Hanks will face businessman Joe O’Dea, who petitioned onto the ballot and is holding a separate campaign event on Sunday. O’Dea has said he believes Biden won the election.
At least one candidate who didn’t intend to talk about election security got drawn into the topic.
Attorney General candidate John Kellner is the current district attorney in Colorado’s 18th judicial district. Shortly before his speech, a woman took the podium and informed the crowd that she had asked Kellner whether he would investigate Democratic Secretary of State Jena Griswold for election crimes, and he refused.
There were loud boos.
When it was his turn to speak, Kellner diverged briefly from his prepared remarks to refute the woman’s allegations.
“That’s not true,” he said. “What I said is, I do not have jurisdiction as the district attorney. That is true.”
Kellner secured a spot on the ballot with roughly 57 percent of the vote. He could face political newcomer Stanley Thorne, who was nominated from the assembly floor. Thorne said he is still in the process of getting his law license transferred from Texas to Colorado.
To become attorney general, a candidate must be a licensed attorney “in good standing” with the state supreme court.
Election fraud a potent issue for many delegates
For first-time delegate Gina Daly of Douglas County, a deep belief that the 2020 election was stolen is what motivated her to get involved with politics.
“The information needs to get out and it's not getting very far. It's not getting past just the Republicans that are interested in it. And it needs to get to the general public,” said Daly.
Daly supports Peters’ actions and said she was watching closely to see what other candidates had to say about the issue.
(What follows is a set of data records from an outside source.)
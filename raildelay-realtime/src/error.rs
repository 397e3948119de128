use raildelay_core::error::ClockError;
use raildelay_core::model::PassageKey;

#[derive(thiserror::Error, Debug)]
pub enum RealtimeError {
    #[error("no passage recorded for key {0}")]
    ItemNotFound(PassageKey),
    #[error("realtime store failure: {0}")]
    Store(#[from] sled::Error),
    #[error("failed to encode or decode a passage record: {0}")]
    Codec(#[from] serde_json::Error),
    #[error("vendor API request failed: {0}")]
    Http(String),
    #[error("vendor API retry budget of {0}s exhausted for {1}")]
    RetryTimeout(u64, String),
    #[error("cannot parse vendor payload: {0}")]
    Parse(String),
    #[error("clock failure on realtime data: {0}")]
    Clock(#[from] ClockError),
    #[error("invalid realtime configuration: {0}")]
    Configuration(String),
}
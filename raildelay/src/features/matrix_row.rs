use chrono::NaiveDateTime;
use serde::Serialize;

use crate::state::StopState;

/// rendering of the snapshot instant in matrix files
pub const AT_DATETIME_FORMAT: &str = "%Y%m%d-%H:%M:%S";

/// one row of a day matrix: identification columns duplicated as index
/// (`*_ix`) and as values, the prediction features, and the labels when the
/// build is retroactive. downstream readers filter on the value columns
/// without reindexing.
#[derive(Debug, Clone, Serialize)]
pub struct MatrixRow {
    pub at_datetime_ix: String,
    pub trip_id_ix: String,
    pub stop_id_ix: String,
    pub route_short_name_ix: String,
    pub sequence_diff_ix: i64,
    pub stations_scheduled_trip_time_ix: i64,

    pub at_datetime: String,
    pub trip_id: String,
    pub stop_id: String,
    pub route_short_name: String,
    pub sequence_diff: i64,
    pub stations_scheduled_trip_time: i64,

    pub last_observed_delay: i64,
    pub predicted_station_median_delay: f64,
    pub line_median_delay: f64,
    pub rolling_trips_on_line: u32,
    pub business_day: bool,

    pub label: Option<i64>,
    pub label_ev: Option<i64>,
    pub naive_pred_mae: Option<i64>,
    pub naive_pred_mse: Option<i64>,
}

impl MatrixRow {
    /// builds the row when every required feature is present; None means
    /// the stop must be dropped from the matrix
    pub fn from_stop_state(state: &StopState, at: &NaiveDateTime) -> Option<MatrixRow> {
        let route_short_name = state.route_short_name.clone()?;
        let sequence_diff = state.sequence_diff?;
        let stations_scheduled_trip_time = state.stations_scheduled_trip_time?;
        let last_observed_delay = state.last_observed_delay?;
        let predicted_station_median_delay = state.line_station_median_delay?;
        let line_median_delay = state.line_median_delay?;
        let rolling_trips_on_line = state.rolling_trips_on_line?;

        let at_datetime = at.format(AT_DATETIME_FORMAT).to_string();
        Some(MatrixRow {
            at_datetime_ix: at_datetime.clone(),
            trip_id_ix: state.trip_id.clone(),
            stop_id_ix: state.stop_id.clone(),
            route_short_name_ix: route_short_name.clone(),
            sequence_diff_ix: sequence_diff,
            stations_scheduled_trip_time_ix: stations_scheduled_trip_time,
            at_datetime,
            trip_id: state.trip_id.clone(),
            stop_id: state.stop_id.clone(),
            route_short_name,
            sequence_diff,
            stations_scheduled_trip_time,
            last_observed_delay,
            predicted_station_median_delay,
            line_median_delay,
            rolling_trips_on_line,
            business_day: state.business_day,
            label: state.label,
            label_ev: state.label_ev,
            naive_pred_mae: state.naive_pred_mae,
            naive_pred_mse: state.naive_pred_mse,
        })
    }
}
/// trip pass: stop counts, status in [0,1], last observed stop and its
/// delay and scheduled departure, per-row sequence and trip-time distances
fn trip_level(rows: &mut [StopState]) {
    let mut groups: HashMap<String, Vec<usize>> = HashMap::new();
    for (index, row) in rows.iter().enumerate() {
        groups.entry(row.trip_id.clone()).or_default().push(index);
    }

    for indices in groups.values() {
        let total = indices.len() as u32;
        let passed = indices
            .iter()
            .filter(|&&i| rows[i].passed_schedule)
            .count();
        let status = passed as f64 / total as f64;
        let rolling = 0.0 < status && status < 1.0;

        let last_sequence = if rolling {
            indices
                .iter()
                .filter(|&&i| rows[i].passed_realtime == Some(true))
                .map(|&i| rows[i].stop_sequence)
                .max()
        } else {
            None
        };
        let last_observed = last_sequence.and_then(|sequence| {
            indices
                .iter()
                .find(|&&i| rows[i].stop_sequence == sequence)
                .map(|&i| (rows[i].observed_delay, rows[i].departure_time))
        });

        for &i in indices {
            let row = &mut rows[i];
            row.total_sequence = total;
            row.trip_status = status;
            row.last_sequence_number = last_sequence;
            if let (Some(sequence), Some((delay, departure))) = (last_sequence, last_observed) {
                row.last_observed_delay = delay;
                row.last_observed_departure_time = Some(departure);
                row.sequence_diff = Some(row.stop_sequence as i64 - sequence as i64);
                row.stations_scheduled_trip_time = Some(
                    row.departure_time.total_seconds() as i64
                        - departure.total_seconds() as i64,
                );
            }
        }
    }
}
“A lot of the candidates seem to be avoiding that subject. And I want to know, do they, or do they not, feel that the election was stolen in 2020?”
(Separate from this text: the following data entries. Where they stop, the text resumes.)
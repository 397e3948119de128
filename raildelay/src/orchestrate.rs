//! composition root: wires the poller, normalizer, stores, resolver and
//! feature builder together and drives the extraction cycles, schedule
//! refreshes and retroactive matrix builds.

use std::collections::BTreeSet;
use std::fs::OpenOptions;
use std::path::{Path, PathBuf};
use std::sync::Arc;
use std::time::{Duration, Instant};

use chrono::Local;
use object_store::ObjectStore;

use raildelay_core::clock::ServiceDay;
use raildelay_core::model::{PassageKey, RealtimePassage};
use raildelay_gtfs::fetch::GtfsFetcher;
use raildelay_gtfs::resolver::{DayFilter, ScheduleResolver};
use raildelay_gtfs::store::{Projection, ScheduleStore};
use raildelay_realtime::client::{ApiClient, ApiCredentials};
use raildelay_realtime::normalize::normalize_station_payload;
use raildelay_realtime::poller::{PollerConfig, StationPoller};
use raildelay_realtime::store::RealtimeStore;

use crate::config::EtlConfig;
use crate::error::EtlError;
use crate::features::{upload_matrix, write_matrix, FeatureBuilder, MatrixRow, SweepConfig};
use crate::join::join_with_realtime;
use crate::state::EngineConfig;

/// outcome of one extraction cycle
#[derive(Debug, Default)]
pub struct CycleReport {
    pub stations_polled: usize,
    pub stations_failed: usize,
    pub passages_written: usize,
}

pub struct Orchestrator {
    config: EtlConfig,
    runtime: tokio::runtime::Runtime,
    schedule_store: Arc<ScheduleStore>,
    resolver: ScheduleResolver,
    realtime_store: RealtimeStore,
    poller: StationPoller,
    builder: FeatureBuilder,
}

impl Orchestrator {
    pub fn new(config: EtlConfig) -> Result<Orchestrator, EtlError> {
        std::fs::create_dir_all(&config.data_dir)?;
        let runtime = tokio::runtime::Runtime::new()
            .map_err(|e| EtlError::Runtime(format!("failure creating tokio runtime: {e}")))?;

        let schedule_store =
            Arc::new(runtime.block_on(ScheduleStore::open_file(&config.schedule_db_path()))?);
        let resolver = ScheduleResolver::new(schedule_store.clone());
        let realtime_store = RealtimeStore::open(config.realtime_db_path())?;

        let client = ApiClient::with_retry_timeout(
            ApiCredentials {
                core_url: config.api_base_url.clone(),
                user: config.api_user.clone(),
                password: config.api_password.clone(),
            },
            Duration::from_secs(config.retry_timeout_sec),
        )?;
        let poller = StationPoller::new(
            Arc::new(client),
            PollerConfig {
                max_per_minute: config.max_per_minute,
                ..Default::default()
            },
        );
        let builder = FeatureBuilder::new(
            EngineConfig {
                median_window_secs: config.median_window_sec,
            },
            SweepConfig::default(),
        );

        Ok(Orchestrator {
            config,
            runtime,
            schedule_store,
            resolver,
            realtime_store,
            poller,
            builder,
        })
    }

    pub fn schedule_store(&self) -> &ScheduleStore {
        &self.schedule_store
    }

    /// one extraction cycle: poll every station, normalize, stamp the
    /// scheduled departure, upsert into the realtime store. a single
    /// failing station or row never fails the cycle.
    pub fn operate_one_cycle(&self) -> Result<CycleReport, EtlError> {
        self.config.validate_for_polling()?;
        let stations = self.config.station_ids()?;
        log::info!("extraction of {} stations", stations.len());

        let hard_stop = Duration::from_secs(self.config.stop_time_sec);
        let payloads = self.runtime.block_on(async {
            let deadline = tokio::time::Instant::now() + hard_stop;
            self.poller.poll_cycle_until(&stations, Some(deadline)).await
        });

        let requested_at = Local::now().naive_local();
        let mut report = CycleReport {
            stations_polled: payloads.len(),
            ..Default::default()
        };
        let mut passages: Vec<RealtimePassage> = Vec::new();
        for payload in &payloads {
            let Some(body) = &payload.body else {
                report.stations_failed += 1;
                continue;
            };
            match normalize_station_payload(body, &payload.station, &requested_at) {
                Ok(station_passages) => passages.extend(station_passages),
                Err(e) => {
                    log::debug!("cannot parse station {}: {e}", payload.station);
                    report.stations_failed += 1;
                }
            }
        }

        self.extend_with_schedule(&mut passages)?;
        report.passages_written = self.realtime_store.put_batch(&passages)?;
        log::info!(
            "cycle done: {} stations, {} failed, {} passages written",
            report.stations_polled,
            report.stations_failed,
            report.passages_written
        );
        Ok(report)
    }

    /// stamps the scheduled departure onto passages whose
    /// (station, day_train_num) key the schedule knows
    fn extend_with_schedule(
        &self,
        passages: &mut [RealtimePassage],
    ) -> Result<(), EtlError> {
        let days: BTreeSet<ServiceDay> =
            passages.iter().map(|p| p.expected_passage_day).collect();
        for day in days {
            let index = self.runtime.block_on(self.resolver.day_passage_index(&day))?;
            if index.is_empty() {
                log::debug!("no schedule loaded for {day}, passages kept unextended");
                continue;
            }
            for passage in passages.iter_mut() {
                if passage.expected_passage_day != day {
                    continue;
                }
                let key =
                    PassageKey::new(passage.station_id.clone(), passage.day_train_num.clone());
                if let Some(row) = index.get(&key) {
                    passage.scheduled_departure_time = Some(row.stop_time.departure_time);
                }
            }
        }
        Ok(())
    }

    /// cycles until the stop-time budget, sleeping out each cycle period
    pub fn operate_multiple_cycles(&self, cycle_time_sec: Option<u64>) -> Result<(), EtlError> {
        let cycle_secs = cycle_time_sec.unwrap_or(self.config.cycle_time_sec);
        let stop_secs = self.config.stop_time_sec;
        log::info!("beginning operation with limit of {stop_secs} seconds");
        log::info!(
            "max number of queries per minute to the API: {}",
            self.config.max_per_minute
        );
        let begin = Instant::now();

        while begin.elapsed().as_secs() < stop_secs {
            let cycle_begin = Instant::now();
            log::info!("beginning cycle of {cycle_secs} seconds");

            match self.operate_one_cycle() {
                Ok(report) => log::info!(
                    "cycle wrote {} passages from {} stations",
                    report.passages_written,
                    report.stations_polled
                ),
                // a failed cycle never stops the operation
                Err(e) => log::error!("cycle failed: {e}"),
            }

            let time_passed = cycle_begin.elapsed().as_secs();
            log::info!("time spent on cycle: {time_passed} seconds");
            if time_passed < cycle_secs {
                let wait = cycle_secs - time_passed;
                log::info!("waiting {wait} seconds till next cycle");
                std::thread::sleep(Duration::from_secs(wait));
            } else {
                log::warn!("cycle took more than expected: {time_passed} seconds");
            }
            log::info!(
                "time spent from beginning: {} seconds (stop at {stop_secs} seconds)",
                begin.elapsed().as_secs()
            );
        }
        Ok(())
    }

    /// downloads the GTFS archive set and reloads the relational store,
    /// then mirrors the snapshot when a bucket is configured. refreshes
    /// are serialized by an advisory lock; a conflicting caller returns
    /// `Ok(false)` without touching anything.
    pub fn refresh_schedule(&self) -> Result<bool, EtlError> {
        let _lock = match RefreshLock::acquire(&self.config.data_dir) {
            Ok(lock) => lock,
            Err(EtlError::ConcurrentRefresh(holder)) => {
                log::warn!("schedule refresh already running ({holder}), nothing done");
                return Ok(false);
            }
            Err(e) => return Err(e),
        };

        let fetcher = GtfsFetcher::new(&self.config.gtfs_index_url, &self.config.data_dir)?;
        let archives = fetcher.download_all()?;
        let summary = self
            .runtime
            .block_on(self.schedule_store.load_gtfs_directory(&fetcher.canonical_dir()))?;
        log::info!(
            "schedule refreshed: {} trips, {} stop times",
            summary.trips,
            summary.stop_times
        );

        if let Some(bucket) = &self.config.snapshot_bucket {
            let today = ServiceDay::new(Local::now().date_naive());
            fetcher.mirror_snapshot(self.object_bucket(bucket)?, &today, &archives)?;
        }
        Ok(true)
    }

    /// retroactive training matrix for one day, written day-partitioned
    /// and uploaded when a training bucket is configured
    pub fn build_training_day(&self, day: &ServiceDay) -> Result<PathBuf, EtlError> {
        log::info!("building training set for {day}");
        let rows = self.runtime.block_on(self.resolver.stop_times_on(
            day,
            &DayFilter::default(),
            Projection::Full,
        ))?;
        if rows.is_empty() {
            log::warn!("no scheduled stop times found for {day}");
        }
        let joined = join_with_realtime(rows, &self.realtime_store, day)?;

        let now = Local::now().naive_local();
        let matrix = self.builder.day_matrix(&joined, day, &now)?;
        let path = write_matrix(
            &matrix,
            &self.config.training_dir(),
            &format!("{day}.csv.gz"),
        )?;
        if let Some(bucket) = &self.config.training_bucket {
            upload_matrix(self.object_bucket(bucket)?, &path)?;
        }
        Ok(path)
    }

    /// training matrices for every day in [start, end]
    pub fn build_training_range(
        &self,
        start: &ServiceDay,
        end: &ServiceDay,
    ) -> Result<Vec<PathBuf>, EtlError> {
        if start > end {
            return Err(EtlError::Configuration(format!(
                "start day {start} is after end day {end}"
            )));
        }
        let mut paths = Vec::new();
        let mut day = *start;
        loop {
            paths.push(self.build_training_day(&day)?);
            if day >= *end {
                break;
            }
            day = day.next()?;
        }
        Ok(paths)
    }

    /// inference vectors for the not-yet-passed stops of a day, as of now
    pub fn build_inference_vectors(
        &self,
        day: &ServiceDay,
    ) -> Result<Vec<MatrixRow>, EtlError> {
        let rows = self.runtime.block_on(self.resolver.stop_times_on(
            day,
            &DayFilter::default(),
            Projection::Full,
        ))?;
        let joined = join_with_realtime(rows, &self.realtime_store, day)?;
        let now = Local::now().naive_local();
        self.builder.inference_rows(&joined, day, &now)
    }

    fn object_bucket(&self, bucket: &str) -> Result<Arc<dyn ObjectStore>, EtlError> {
        let store = object_store::aws::AmazonS3Builder::from_env()
            .with_bucket_name(bucket)
            .build()
            .map_err(|e| EtlError::Output(format!("building object store '{bucket}': {e}")))?;
        Ok(Arc::new(store))
    }
}

/// advisory lock serializing GTFS refreshes on the working directory.
/// the lock file is removed when the guard drops.
struct RefreshLock {
    path: PathBuf,
}

impl RefreshLock {
    const FILENAME: &'static str = ".gtfs-refresh.lock";

    fn acquire(data_dir: &Path) -> Result<RefreshLock, EtlError> {
        std::fs::create_dir_all(data_dir)?;
        let path = data_dir.join(Self::FILENAME);
        match OpenOptions::new().write(true).create_new(true).open(&path) {
            Ok(_) => Ok(RefreshLock { path }),
            Err(e) if e.kind() == std::io::ErrorKind::AlreadyExists => {
                Err(EtlError::ConcurrentRefresh(path.display().to_string()))
            }
            Err(e) => Err(EtlError::Io(e)),
        }
    }
}

impl Drop for RefreshLock {
    fn drop(&mut self) {
        if let Err(e) = std::fs::remove_file(&self.path) {
            log::warn!("could not remove refresh lock {}: {e}", self.path.display());
        }
    }
}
Similar views led Art Evans from Elbert County to vote against sitting Republican Congressman Ken Buck at the 2nd Congressional District Assembly. Buck, who refused to join Republican objections to the 2020 election certification, made it onto the ballot, but failed to win enough support to secure top billing. He now faces a primary challenge from Bob Lewis, a real estate broker from Elbert County.
“I think (Buck) showed his true colors” with the certification vote, said Evans. “He's a nice guy. He did a good job for quite a while. I like the man. He's a good man, but I think he's decided to be more of a politician than a representative of his constituents.”
When Buck, who until last year was also the head of the Colorado Republican Party, addressed the crowd, he appeared to allude to the intra-party divisions.
“This is a family we’re going to have a family fight now and then,” said Buck. “But we’ve got the energy because of what they’ve done to us. We’re mad as hell and we’re going to take care of business in November.”
Colorado Springs City Council member and former Secretary of State Wayne Williams said he believes there is a limit to how much support believers in election fraud can attract in Colorado.
“I feel confident they will not go with someone for secretary of state who has already been found by a judge and confirmed by the Colorado Supreme Court that she is untruthful and does not follow the law,” he said about Peters. Williams was one of two officials chosen to oversee Mesa County’s elections after a judge barred Peters from performing those duties.
And Williams fears that if Hanks does become the eventual Senate nominee, his views would hurt the party’s ability to attract the moderate and unaffiliated voters necessary to defeat Democratic Sen. Michael Bennet.
“I do not believe trying to convince the 56 percent of the state that had voted for Joe Biden that they didn't vote for him (is) a viable strategy,” he said.
Colorado Democrats wasted no time in attacking Peters for her unsupported election claims — and Lopez for saying he'd pardon her. They also referred to Hanks as an “out-of-touch” insurrectionist.
“This choice confirms that the Colorado GOP has nothing but extremism to offer Coloradans,” the party said in a statement.